Mad. Sq. Art is the free, contemporary art program of Madison Square Park Conservancy. Since 2004, Mad. Sq. Art has commissioned and presented thirty-three premier installations in Madison Square Park by acclaimed artists ranging in practice and media. Mad. Sq. Art has exhibited works by artists including Bill Beirne, Jim Campbell, Tony Cragg, Richard Deacon, Mark di Suvero, Kota Ezawa, Rachel Feinstein, Teresita Fernández, Bill Fontana, Ernie Gehr, Orly Genger, Sandra Gibson & Luis Recoder, Antony Gormley, Paula Hayes, Jene Highstein, Tadashi Kawamata, Mel Kendrick, Sol LeWitt, OliaLialina & Dragan Espenschied, Charles Long, Rafael Lozano-Hemmer, Iván Navarro, Jacco Olivier, Roxy Paine, Giuseppe Penone, Jaume Plensa, Shannon Plumb, Martin Puryear, Ursula von Rydingsvard, Alison Saar, Jessica Stockholder, Leo Villareal, and William Wegman.

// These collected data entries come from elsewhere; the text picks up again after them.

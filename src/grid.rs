use std::collections::{BTreeMap, HashSet};

use crate::constants::{DEFAULT_PELLET_COUNT, GHOST_BASE_SPEED, PLAYER_BASE_SPEED};
use crate::rng::Rng;
use crate::types::{
    CollectibleKind, CollectibleView, ConfigError, GameConfig, GhostPolicy, GhostSpawn, Vec2,
};

/// Static wall layout plus the mutable collectible set for the current
/// level. All boundary traversal goes through the wrap helpers; there is no
/// explicit tunnel tile type.
#[derive(Clone, Debug)]
pub struct GridMap {
    pub width: i32,
    pub height: i32,
    walls: HashSet<(i32, i32)>,
    collectibles: BTreeMap<(i32, i32), CollectibleKind>,
}

impl GridMap {
    /// Walls are `'1'` or `'#'`; any other character is floor.
    pub fn parse(width: i32, height: i32, rows: &[String]) -> Result<Self, ConfigError> {
        if width <= 0 || height <= 0 {
            return Err(ConfigError::InvalidDimensions { width, height });
        }
        if rows.len() != height as usize {
            return Err(ConfigError::LayoutRowCount {
                rows: rows.len(),
                expected: height as usize,
            });
        }

        let mut walls = HashSet::new();
        for (y, row) in rows.iter().enumerate() {
            let len = row.chars().count();
            if len != width as usize {
                return Err(ConfigError::LayoutRowWidth {
                    row: y,
                    len,
                    expected: width as usize,
                });
            }
            for (x, tile) in row.chars().enumerate() {
                if tile == '1' || tile == '#' {
                    walls.insert((x as i32, y as i32));
                }
            }
        }

        Ok(Self {
            width,
            height,
            walls,
            collectibles: BTreeMap::new(),
        })
    }

    pub fn in_bounds(&self, x: i32, y: i32) -> bool {
        x >= 0 && y >= 0 && x < self.width && y < self.height
    }

    pub fn wrap_tile(&self, x: i32, y: i32) -> (i32, i32) {
        (x.rem_euclid(self.width), y.rem_euclid(self.height))
    }

    pub fn wrap_pos(&self, x: f32, y: f32) -> (f32, f32) {
        (
            x.rem_euclid(self.width as f32),
            y.rem_euclid(self.height as f32),
        )
    }

    /// Rounded tile under a continuous position, wrapped into range.
    pub fn tile_at(&self, x: f32, y: f32) -> Vec2 {
        let (tx, ty) = self.wrap_tile(x.round() as i32, y.round() as i32);
        Vec2::new(tx, ty)
    }

    pub fn is_wall(&self, x: i32, y: i32) -> bool {
        self.walls.contains(&self.wrap_tile(x, y))
    }

    pub fn collectible_at(&self, x: i32, y: i32) -> Option<CollectibleKind> {
        self.collectibles.get(&self.wrap_tile(x, y)).copied()
    }

    pub fn remove_collectible(&mut self, x: i32, y: i32) -> Option<CollectibleKind> {
        let key = self.wrap_tile(x, y);
        self.collectibles.remove(&key)
    }

    pub fn collectibles_left(&self) -> usize {
        self.collectibles.len()
    }

    /// Explicit placement used for configured collectible lists. Unlike the
    /// query path this does not wrap: a coordinate outside the map is a
    /// configuration mistake, not a tunnel crossing.
    pub fn place_collectible(
        &mut self,
        x: i32,
        y: i32,
        kind: CollectibleKind,
    ) -> Result<(), ConfigError> {
        if !self.in_bounds(x, y) {
            return Err(ConfigError::CollectibleOutOfBounds { x, y });
        }
        if self.walls.contains(&(x, y)) {
            return Err(ConfigError::CollectibleOnWall { x, y });
        }
        self.collectibles.insert((x, y), kind);
        Ok(())
    }

    /// Repopulates the collectible set: a dot on every floor tile except the
    /// excluded spawn tiles, then `pellet_count` of them upgraded to pellets
    /// by the given stream.
    pub fn seed_collectibles(&mut self, rng: &mut Rng, pellet_count: usize, exclude: &[Vec2]) {
        self.collectibles.clear();
        let excluded: HashSet<(i32, i32)> = exclude.iter().map(|cell| (cell.x, cell.y)).collect();

        let mut cells = Vec::new();
        for y in 0..self.height {
            for x in 0..self.width {
                if self.walls.contains(&(x, y)) || excluded.contains(&(x, y)) {
                    continue;
                }
                self.collectibles.insert((x, y), CollectibleKind::Dot);
                cells.push((x, y));
            }
        }

        for _ in 0..pellet_count {
            if cells.is_empty() {
                break;
            }
            let idx = rng.pick_index(cells.len());
            let cell = cells.swap_remove(idx);
            self.collectibles.insert(cell, CollectibleKind::Pellet);
        }
    }

    pub fn collectible_views(&self) -> Vec<CollectibleView> {
        self.collectibles
            .iter()
            .map(|(&(x, y), &kind)| CollectibleView { x, y, kind })
            .collect()
    }

    /// Wall rows for adapters, `'#'` wall and `'.'` floor.
    pub fn tile_rows(&self) -> Vec<String> {
        (0..self.height)
            .map(|y| {
                (0..self.width)
                    .map(|x| if self.walls.contains(&(x, y)) { '#' } else { '.' })
                    .collect()
            })
            .collect()
    }
}

/// Default maze: bordered, interior
/// pillars every four tiles, and tunnel openings in the middle of each edge.
pub fn standard_layout(width: i32, height: i32) -> Vec<String> {
    (0..height)
        .map(|y| {
            (0..width)
                .map(|x| {
                    let border = x == 0 || y == 0 || x == width - 1 || y == height - 1;
                    let tunnel = (y == height / 2 && (x == 0 || x == width - 1))
                        || (x == width / 2 && (y == 0 || y == height - 1));
                    let pillar = !border && x % 4 == 0 && y % 4 == 0;
                    if (border && !tunnel) || pillar {
                        '1'
                    } else {
                        '0'
                    }
                })
                .collect()
        })
        .collect()
}

/// Ready-to-run configuration on the standard layout: one ghost of each
/// policy near the center, player in the lower half.
pub fn standard_config(rng_seed: u32) -> GameConfig {
    let width = 21;
    let height = 21;
    GameConfig {
        width,
        height,
        wall_layout: standard_layout(width, height),
        player_spawn: Vec2::new(10, 15),
        ghosts: vec![
            GhostSpawn {
                x: 9,
                y: 9,
                policy: GhostPolicy::RandomWalk,
            },
            GhostSpawn {
                x: 10,
                y: 9,
                policy: GhostPolicy::Probabilistic { chase_chance: 0.5 },
            },
            GhostSpawn {
                x: 11,
                y: 9,
                policy: GhostPolicy::Greedy,
            },
        ],
        player_speed: PLAYER_BASE_SPEED,
        ghost_speed: GHOST_BASE_SPEED,
        pellet_count: DEFAULT_PELLET_COUNT,
        collectibles: None,
        collectible_seed: rng_seed.wrapping_mul(0x85eb_ca6b).wrapping_add(1),
        rng_seed,
        initial_high_score: 0,
    }
}

#[cfg(test)]
mod tests {
    use super::*;

    fn rows(raw: &[&str]) -> Vec<String> {
        raw.iter().map(|row| row.to_string()).collect()
    }

    #[test]
    fn parse_rejects_dimension_mismatches() {
        assert_eq!(
            GridMap::parse(0, 3, &rows(&["111", "111", "111"])).err(),
            Some(ConfigError::InvalidDimensions { width: 0, height: 3 })
        );
        assert_eq!(
            GridMap::parse(3, 3, &rows(&["111", "111"])).err(),
            Some(ConfigError::LayoutRowCount { rows: 2, expected: 3 })
        );
        assert_eq!(
            GridMap::parse(3, 3, &rows(&["111", "11", "111"])).err(),
            Some(ConfigError::LayoutRowWidth {
                row: 1,
                len: 2,
                expected: 3
            })
        );
    }

    #[test]
    fn wall_queries_normalize_across_the_boundary() {
        let map = GridMap::parse(3, 3, &rows(&["101", "000", "101"])).expect("valid layout");
        assert!(map.is_wall(0, 0));
        assert!(!map.is_wall(1, 0));
        // One step past the right edge lands on column 0.
        assert!(map.is_wall(3, 0));
        assert!(map.is_wall(-1, 2));
        assert!(!map.is_wall(1, -2));
    }

    #[test]
    fn wrap_pos_keeps_positions_in_range() {
        let map = GridMap::parse(4, 4, &rows(&["0000"; 4])).expect("valid layout");
        let (x, y) = map.wrap_pos(-0.5, 4.25);
        assert!((x - 3.5).abs() < 1e-6);
        assert!((y - 0.25).abs() < 1e-6);
    }

    #[test]
    fn place_collectible_validates_bounds_and_walls() {
        let mut map = GridMap::parse(3, 3, &rows(&["111", "100", "111"])).expect("valid layout");
        assert_eq!(
            map.place_collectible(5, 1, CollectibleKind::Dot),
            Err(ConfigError::CollectibleOutOfBounds { x: 5, y: 1 })
        );
        assert_eq!(
            map.place_collectible(0, 0, CollectibleKind::Dot),
            Err(ConfigError::CollectibleOnWall { x: 0, y: 0 })
        );
        assert_eq!(map.place_collectible(1, 1, CollectibleKind::Pellet), Ok(()));
        assert_eq!(map.collectible_at(1, 1), Some(CollectibleKind::Pellet));
    }

    #[test]
    fn seeding_skips_spawns_and_upgrades_pellets() {
        let mut map =
            GridMap::parse(4, 4, &rows(&["1111", "1001", "1001", "1111"])).expect("valid layout");
        let mut rng = Rng::new(9);
        map.seed_collectibles(&mut rng, 2, &[Vec2::new(1, 1)]);

        assert_eq!(map.collectible_at(1, 1), None);
        assert_eq!(map.collectibles_left(), 3);
        let pellets = map
            .collectible_views()
            .iter()
            .filter(|view| view.kind == CollectibleKind::Pellet)
            .count();
        assert_eq!(pellets, 2);
    }

    #[test]
    fn removal_is_single_shot() {
        let mut map = GridMap::parse(3, 1, &rows(&["000"])).expect("valid layout");
        map.place_collectible(2, 0, CollectibleKind::Dot)
            .expect("placement in bounds");
        assert_eq!(map.remove_collectible(2, 0), Some(CollectibleKind::Dot));
        assert_eq!(map.remove_collectible(2, 0), None);
    }

    #[test]
    fn standard_layout_has_open_tunnels_and_valid_spawns() {
        let config = standard_config(7);
        let map = GridMap::parse(config.width, config.height, &config.wall_layout)
            .expect("standard layout parses");

        assert!(!map.is_wall(0, config.height / 2));
        assert!(!map.is_wall(config.width - 1, config.height / 2));
        assert!(!map.is_wall(config.width / 2, 0));
        assert!(!map.is_wall(config.width / 2, config.height - 1));
        assert!(map.is_wall(0, 0));

        assert!(!map.is_wall(config.player_spawn.x, config.player_spawn.y));
        for ghost in &config.ghosts {
            assert!(!map.is_wall(ghost.x, ghost.y));
        }
    }
}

Madison Square Park Conservancy is the not-for-profit organization whose mission is to protect, nurture, and enhance Madison Square Park, a dynamic seven-acre public green space, creating an environment that fosters moments of inspiration. The Conservancy is committed to engaging the community through its beautiful gardens, inviting amenities, and world-class programming. Madison Square Park Conservancy is licensed by the New York City Department of Parks and Recreation to manage Madison Square Park and is responsible for raising 98% of the funds necessary to operate the Park, including the brilliant horticulture, park maintenance, sanitation, security, and free cultural programs for Park visitors of all ages.